- _EXERCISE DETAILS_: In the data below, find each line that contains the word "describe" and copy it.

- _STORED DATA_:
════

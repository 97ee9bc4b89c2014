use thiserror::Error;

/// Failures the overlay subsystem can observe.
///
/// None of these are fatal: fetch and abort failures become the overlay's error
/// content, and an unmeasurable anchor keeps the overlay closed.
#[derive(Error, Debug, Clone, PartialEq, Eq)]
pub enum OverlayError {
    #[error("{0}")]
    Fetch(String),
    #[error("The request was aborted")]
    Aborted,
    #[error("Anchor element cannot be measured")]
    UnmeasurableAnchor,
    #[error("Malformed payload: {0}")]
    Decode(String),
}

impl OverlayError {
    pub fn fetch(message: impl Into<String>) -> Self {
        Self::Fetch(message.into())
    }

    pub fn is_aborted(&self) -> bool {
        matches!(self, Self::Aborted)
    }
}
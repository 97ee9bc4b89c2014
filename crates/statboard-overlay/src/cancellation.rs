use std::sync::Arc;
use std::sync::atomic::{AtomicBool, Ordering};
use tokio::sync::Notify;

/// A simple cancellation token for cooperative cancellation.
///
/// Fetches may poll [`is_cancelled`](Self::is_cancelled) or race their work
/// against [`cancelled`](Self::cancelled).
#[derive(Clone, Default)]
pub struct CancellationToken {
    inner: Arc<Inner>,
}

#[derive(Default)]
struct Inner {
    cancelled: AtomicBool,
    notify: Notify,
}

impl CancellationToken {
    pub fn new() -> Self {
        Self::default()
    }

    /// Signal cancellation.
    pub fn cancel(&self) {
        self.inner.cancelled.store(true, Ordering::Release);
        self.inner.notify.notify_waiters();
    }

    /// Check if cancellation has been requested.
    pub fn is_cancelled(&self) -> bool {
        self.inner.cancelled.load(Ordering::Acquire)
    }

    /// Resolves once [`cancel`](Self::cancel) has been called.
    pub async fn cancelled(&self) {
        loop {
            let notified = self.inner.notify.notified();
            if self.is_cancelled() {
                return;
            }
            notified.await;
        }
    }
}

impl std::fmt::Debug for CancellationToken {
    fn fmt(&self, f: &mut std::fmt::Formatter<'_>) -> std::fmt::Result {
        f.debug_struct("CancellationToken")
            .field("cancelled", &self.is_cancelled())
            .finish()
    }
}
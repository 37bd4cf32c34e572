//! Projection of attribution spans into render segments.
//!
//! A segment is a maximal stretch of text over which the set of active
//! attributions does not change. The projection is a sweep over every span
//! start and end, sorted by offset, keeping a per-attribution counter of open
//! spans. It is computed lazily; calling [`AttributionSpans::segments`] again
//! (or cloning the iterator) restarts it.
//!
//! [`AttributionSpans::segments`]: crate::text::AttributionSpans::segments

use std::collections::BTreeMap;
use std::ops::Range;

use crate::text::attribution::{Attribution, AttributionSet};

/// One run of text with a constant attribution set.
#[derive(Debug, Clone, PartialEq, Eq)]
pub struct Segment<'a> {
    pub range: Range<usize>,
    pub attributions: AttributionSet<'a>,
}

#[derive(Debug, Clone, Copy)]
struct Event<'a> {
    offset: usize,
    opens: bool,
    attribution: &'a Attribution,
}

/// Lazy iterator over the [`Segment`]s of one text.
#[derive(Debug, Clone)]
pub struct Segments<'a> {
    events: Vec<Event<'a>>,
    next_event: usize,
    open: BTreeMap<&'a Attribution, usize>,
    cursor: usize,
    len: usize,
}

impl<'a> Segments<'a> {
    pub(crate) fn new(len: usize, ranges: &'a BTreeMap<Attribution, Vec<Range<usize>>>) -> Self {
        let mut events: Vec<Event<'a>> = ranges
            .iter()
            .flat_map(|(attribution, ranges)| {
                ranges.iter().flat_map(move |r| {
                    [
                        Event {
                            offset: r.start,
                            opens: true,
                            attribution,
                        },
                        Event {
                            offset: r.end,
                            opens: false,
                            attribution,
                        },
                    ]
                })
            })
            .collect();
        events.sort_by_key(|event| event.offset);

        Self {
            events,
            next_event: 0,
            open: BTreeMap::new(),
            cursor: 0,
            len,
        }
    }

    /// Applies every event at or before `offset` that has not been applied.
    fn advance_to(&mut self, offset: usize) {
        while let Some(event) = self.events.get(self.next_event) {
            if event.offset > offset {
                break;
            }
            if event.opens {
                *self.open.entry(event.attribution).or_default() += 1;
            } else if let Some(count) = self.open.get_mut(event.attribution) {
                *count -= 1;
                if *count == 0 {
                    self.open.remove(event.attribution);
                }
            }
            self.next_event += 1;
        }
    }

    fn active(&self) -> AttributionSet<'a> {
        self.open.keys().copied().collect()
    }

    fn next_boundary(&self) -> usize {
        self.events
            .get(self.next_event)
            .map_or(self.len, |event| event.offset.min(self.len))
    }
}

impl<'a> Iterator for Segments<'a> {
    type Item = Segment<'a>;

    fn next(&mut self) -> Option<Self::Item> {
        if self.cursor >= self.len {
            return None;
        }
        self.advance_to(self.cursor);
        let start = self.cursor;
        let attributions = self.active();

        loop {
            self.cursor = self.next_boundary();
            if self.cursor >= self.len {
                break;
            }
            self.advance_to(self.cursor);
            if self.active() != attributions {
                break;
            }
        }

        Some(Segment {
            range: start..self.cursor,
            attributions,
        })
    }
}

#[cfg(test)]
mod tests {
    use crate::text::{Attribution, AttributionSpans};
    use pretty_assertions::assert_eq;

    fn describe(spans: &AttributionSpans) -> Vec<(std::ops::Range<usize>, Vec<String>)> {
        spans
            .segments()
            .map(|segment| {
                let names = segment
                    .attributions
                    .iter()
                    .map(ToString::to_string)
                    .collect();
                (segment.range, names)
            })
            .collect()
    }

    #[test]
    fn plain_text_is_one_segment() {
        let spans = AttributionSpans::new(5);
        assert_eq!(describe(&spans), vec![(0..5, vec![])]);
    }

    #[test]
    fn empty_text_has_no_segments() {
        let spans = AttributionSpans::new(0);
        assert_eq!(spans.segments().count(), 0);
    }

    #[test]
    fn overlapping_attributions_split_segments() {
        let mut spans = AttributionSpans::new(12);
        spans.add_attribution(Attribution::Bold, 2..8).unwrap();
        spans.add_attribution(Attribution::Italics, 5..10).unwrap();
        spans
            .add_attribution(Attribution::link("https://example.org"), 0..2)
            .unwrap();

        insta::assert_debug_snapshot!(describe(&spans), @r#"
        [
            (
                0..2,
                [
                    "link:https://example.org",
                ],
            ),
            (
                2..5,
                [
                    "bold",
                ],
            ),
            (
                5..8,
                [
                    "bold",
                    "italics",
                ],
            ),
            (
                8..10,
                [
                    "italics",
                ],
            ),
            (
                10..12,
                [],
            ),
        ]
        "#);
    }

    #[test]
    fn segments_partition_the_text_minimally() {
        let mut spans = AttributionSpans::new(30);
        spans.add_attribution(Attribution::Bold, 0..4).unwrap();
        spans.add_attribution(Attribution::Bold, 10..20).unwrap();
        spans.add_attribution(Attribution::Code, 3..12).unwrap();
        spans.add_attribution(Attribution::Underline, 12..30).unwrap();

        let segments: Vec<_> = spans.segments().collect();
        assert_eq!(segments.first().map(|s| s.range.start), Some(0));
        assert_eq!(segments.last().map(|s| s.range.end), Some(30));
        for pair in segments.windows(2) {
            assert_eq!(pair[0].range.end, pair[1].range.start);
            assert_ne!(pair[0].attributions, pair[1].attributions);
        }
        assert!(segments.iter().all(|s| !s.range.is_empty()));
    }

    #[test]
    fn projection_restarts() {
        let mut spans = AttributionSpans::new(6);
        spans.add_attribution(Attribution::Strikethrough, 1..3).unwrap();

        let mut first = spans.segments();
        let replay = first.clone();
        first.next();
        assert_eq!(replay.count(), 3);
        assert_eq!(spans.segments().count(), 3);
        assert_eq!(first.count(), 2);
    }

    #[test]
    fn span_reaching_the_end_closes_the_last_segment() {
        let mut spans = AttributionSpans::new(4);
        spans.add_attribution(Attribution::Italics, 2..4).unwrap();
        assert_eq!(
            describe(&spans),
            vec![(0..2, vec![]), (2..4, vec!["italics".to_string()])]
        );
    }
}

════

- _RESPONSE_:
    fn describe(spans: &AttributionSpans) -> Vec<(std::ops::Range<usize>, Vec<String>)> {
        assert_eq!(describe(&spans), vec![(0..5, vec![])]);
        insta::assert_debug_snapshot!(describe(&spans), @r#"
            describe(&spans),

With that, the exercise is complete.